The Nigerian National Petroleum Company Limited (NNPCL) has officially commenced the process of settling its $6 billion debt.
This is according to the Minister of Finance and Coordinating Minister for the Economy, Wale Edun.
Edun addressed concerns about the NNPCL’s financial situation, which had become stressed due to its outstanding obligations to suppliers.
He explained that although the fuel subsidy was removed in May 2023, the company faced financial challenges due to foreign exchange costs.
“In terms of NNPC and their situation, the reality is that although the subsidy was removed on May 29, 2023, and is no longer on the government’s balance sheet, it did rear its head—not in terms of petrol subsidy, but foreign exchange subsidy, which was borne elsewhere, mainly by NNPC,” Edun said during a meeting with investors in Washington, D.C., on Wednesday, October 23.

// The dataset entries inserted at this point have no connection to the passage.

use anyhow::{Context, Result, bail};
use clap::{Parser, ValueEnum};
use serde::Serialize;
use std::{env, str::FromStr, time::Duration};

use crate::auth::AuthConfig;

/// Where transfer bytes go.
#[derive(Clone, Copy, Debug, PartialEq, Eq, ValueEnum, Serialize)]
#[serde(rename_all = "lowercase")]
pub enum ProviderKind {
    /// Bytes are brokered through this service and kept on local disk.
    Local,
    /// Bytes go straight to an S3-compatible service via presigned URLs.
    Remote,
}

/// Connection settings for the S3-compatible backend.
#[derive(Clone)]
pub struct RemoteStorageConfig {
    pub endpoint: String,
    pub region: String,
    pub bucket: String,
    pub access_key: String,
    pub secret_key: String,
}

impl std::fmt::Debug for RemoteStorageConfig {
    fn fmt(&self, f: &mut std::fmt::Formatter<'_>) -> std::fmt::Result {
        f.debug_struct("RemoteStorageConfig")
            .field("endpoint", &self.endpoint)
            .field("region", &self.region)
            .field("bucket", &self.bucket)
            .field("access_key", &self.access_key)
            .field("secret_key", &"<redacted>")
            .finish()
    }
}

/// Centralized application configuration.
/// Combines environment variables and CLI arguments.
#[derive(Debug, Clone)]
pub struct AppConfig {
    pub host: String,
    pub port: u16,
    pub storage_dir: String,
    pub database_url: String,
    pub provider: ProviderKind,
    /// Prefix for generated transfer links; empty means root-relative.
    pub public_base_url: String,
    pub token_ttl: Duration,
    pub max_upload_size: i64,
    pub internal_bucket: String,
    pub auth: AuthConfig,
    pub hook_timeout: Duration,
    pub hook_workers: usize,
    pub hook_queue_capacity: usize,
    pub quota_bytes: Option<i64>,
    /// Log one audit line per completed transfer and login.
    pub audit_log: bool,
    pub reaper_interval: Duration,
    pub remote: Option<RemoteStorageConfig>,
}

/// Command-line + environment configuration.
#[derive(Parser, Debug)]
#[command(author, version, about = "Token-mediated object transfer gateway")]
pub struct Args {
    /// Host to bind to (overrides OBJECT_GATEWAY_HOST)
    #[arg(long)]
    pub host: Option<String>,

    /// Port to bind to (overrides OBJECT_GATEWAY_PORT)
    #[arg(long)]
    pub port: Option<u16>,

    /// Directory where payloads are stored (overrides OBJECT_GATEWAY_STORAGE_DIR)
    #[arg(long)]
    pub storage_dir: Option<String>,

    /// Database URL (overrides OBJECT_GATEWAY_DATABASE_URL)
    #[arg(long)]
    pub database_url: Option<String>,

    /// Transfer provider (overrides OBJECT_GATEWAY_PROVIDER)
    #[arg(long, value_enum)]
    pub provider: Option<ProviderKind>,

    /// Base URL used in issued transfer links (overrides OBJECT_GATEWAY_PUBLIC_BASE_URL)
    #[arg(long)]
    pub public_base_url: Option<String>,

    /// Transfer token lifetime in seconds (overrides OBJECT_GATEWAY_TOKEN_TTL_SECS)
    #[arg(long)]
    pub token_ttl_secs: Option<u64>,

    /// Largest accepted upload in bytes (overrides OBJECT_GATEWAY_MAX_UPLOAD_SIZE)
    #[arg(long)]
    pub max_upload_size: Option<i64>,

    /// Per-user quota in bytes; unset disables the quota hook (overrides OBJECT_GATEWAY_QUOTA_BYTES)
    #[arg(long)]
    pub quota_bytes: Option<i64>,

    /// Run migrations and exit
    #[arg(long)]
    pub migrate: bool,
}

fn env_or<T>(key: &str, default: T) -> Result<T>
where
    T: FromStr,
    T::Err: std::error::Error + Send + Sync + 'static,
{
    match env::var(key) {
        Ok(value) => value
            .parse::<T>()
            .with_context(|| format!("parsing {} value `{}`", key, value)),
        Err(env::VarError::NotPresent) => Ok(default),
        Err(err) => Err(err).with_context(|| format!("reading {}", key)),
    }
}

fn env_opt<T>(key: &str) -> Result<Option<T>>
where
    T: FromStr,
    T::Err: std::error::Error + Send + Sync + 'static,
{
    match env::var(key) {
        Ok(value) if value.trim().is_empty() => Ok(None),
        Ok(value) => value
            .parse::<T>()
            .map(Some)
            .with_context(|| format!("parsing {} value `{}`", key, value)),
        Err(env::VarError::NotPresent) => Ok(None),
        Err(err) => Err(err).with_context(|| format!("reading {}", key)),
    }
}

fn env_string(key: &str, default: &str) -> String {
    env::var(key).unwrap_or_else(|_| default.into())
}

impl AppConfig {
    /// Parse environment variables + CLI args into AppConfig and migrate flag.
    pub fn from_env_and_args() -> Result<(Self, bool)> {
        // .env is optional
        let _ = dotenvy::dotenv();

        let args = Args::parse();

        // --- Environment fallback ---
        let env_host = env_string("OBJECT_GATEWAY_HOST", "0.0.0.0");
        let env_port = env_or("OBJECT_GATEWAY_PORT", 3000u16)?;
        let env_storage = env_string("OBJECT_GATEWAY_STORAGE_DIR", "./data/objects");
        let env_db = env_string(
            "OBJECT_GATEWAY_DATABASE_URL",
            "sqlite://./data/meta/transfer_gateway.db",
        );
        let env_provider = match env::var("OBJECT_GATEWAY_PROVIDER") {
            Ok(value) => <ProviderKind as ValueEnum>::from_str(&value, true)
                .map_err(|err| anyhow::anyhow!("parsing OBJECT_GATEWAY_PROVIDER: {}", err))?,
            Err(_) => ProviderKind::Local,
        };
        let env_base_url = env_string("OBJECT_GATEWAY_PUBLIC_BASE_URL", "");
        let env_ttl = env_or("OBJECT_GATEWAY_TOKEN_TTL_SECS", 900u64)?;
        let env_max_upload = env_or("OBJECT_GATEWAY_MAX_UPLOAD_SIZE", 100 * 1024 * 1024i64)?;
        let env_quota = env_opt::<i64>("OBJECT_GATEWAY_QUOTA_BYTES")?;

        let jwt_secret = env::var("OBJECT_GATEWAY_JWT_SECRET")
            .context("OBJECT_GATEWAY_JWT_SECRET must be set")?;
        if jwt_secret.trim().is_empty() {
            bail!("OBJECT_GATEWAY_JWT_SECRET must not be empty");
        }
        let auth = AuthConfig {
            jwt_secret,
            issuer: env_opt::<String>("OBJECT_GATEWAY_JWT_ISSUER")?,
            leeway: Duration::from_secs(env_or("OBJECT_GATEWAY_JWT_LEEWAY_SECS", 30u64)?),
        };

        let provider = args.provider.unwrap_or(env_provider);
        let remote = match provider {
            ProviderKind::Local => None,
            ProviderKind::Remote => Some(RemoteStorageConfig {
                endpoint: env::var("OBJECT_GATEWAY_S3_ENDPOINT")
                    .context("OBJECT_GATEWAY_S3_ENDPOINT is required for the remote provider")?,
                region: env_string("OBJECT_GATEWAY_S3_REGION", "us-east-1"),
                bucket: env::var("OBJECT_GATEWAY_S3_BUCKET")
                    .context("OBJECT_GATEWAY_S3_BUCKET is required for the remote provider")?,
                access_key: env::var("OBJECT_GATEWAY_S3_ACCESS_KEY")
                    .context("OBJECT_GATEWAY_S3_ACCESS_KEY is required for the remote provider")?,
                secret_key: env::var("OBJECT_GATEWAY_S3_SECRET_KEY")
                    .context("OBJECT_GATEWAY_S3_SECRET_KEY is required for the remote provider")?,
            }),
        };

        // --- Merge ---
        let cfg = Self {
            host: args.host.unwrap_or(env_host),
            port: args.port.unwrap_or(env_port),
            storage_dir: args.storage_dir.unwrap_or(env_storage),
            database_url: args.database_url.unwrap_or(env_db),
            provider,
            public_base_url: args.public_base_url.unwrap_or(env_base_url),
            token_ttl: Duration::from_secs(args.token_ttl_secs.unwrap_or(env_ttl)),
            max_upload_size: args.max_upload_size.unwrap_or(env_max_upload),
            internal_bucket: env_string("OBJECT_GATEWAY_INTERNAL_BUCKET", "int_storage"),
            auth,
            hook_timeout: Duration::from_millis(env_or("OBJECT_GATEWAY_HOOK_TIMEOUT_MS", 2000u64)?),
            hook_workers: env_or("OBJECT_GATEWAY_HOOK_WORKERS", 4usize)?,
            hook_queue_capacity: env_or("OBJECT_GATEWAY_HOOK_QUEUE_CAPACITY", 1024usize)?,
            quota_bytes: args.quota_bytes.or(env_quota),
            audit_log: env_or("OBJECT_GATEWAY_AUDIT_LOG", true)?,
            reaper_interval: Duration::from_secs(env_or(
                "OBJECT_GATEWAY_REAPER_INTERVAL_SECS",
                300u64,
            )?),
            remote,
        };

        if cfg.max_upload_size <= 0 {
            bail!("max upload size must be positive");
        }

        Ok((cfg, args.migrate))
    }

    pub fn addr(&self) -> String {
        format!("{}:{}", self.host, self.port)
    }
}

Expressing optimism about the company’s future, Edun stated: “I think what I can say about their own situation is with where they are now, they have a route to paying down their payables and I’m sure that in no time at all, they will start.
“From what I understand, they have even commenced the process of paying down their payables.”
Last month, the NNPCL had admitted to owing the sum of $6 billion to suppliers of premium motor spirit (PMS), also known as petrol.
Speaking on the issue, chief corporate communications officer, Olufemi Soneye, said the NNPCL is facing a serious financial strain due to the petrol supply costs — a development that is affecting the company’s ability to sustain PMS supply.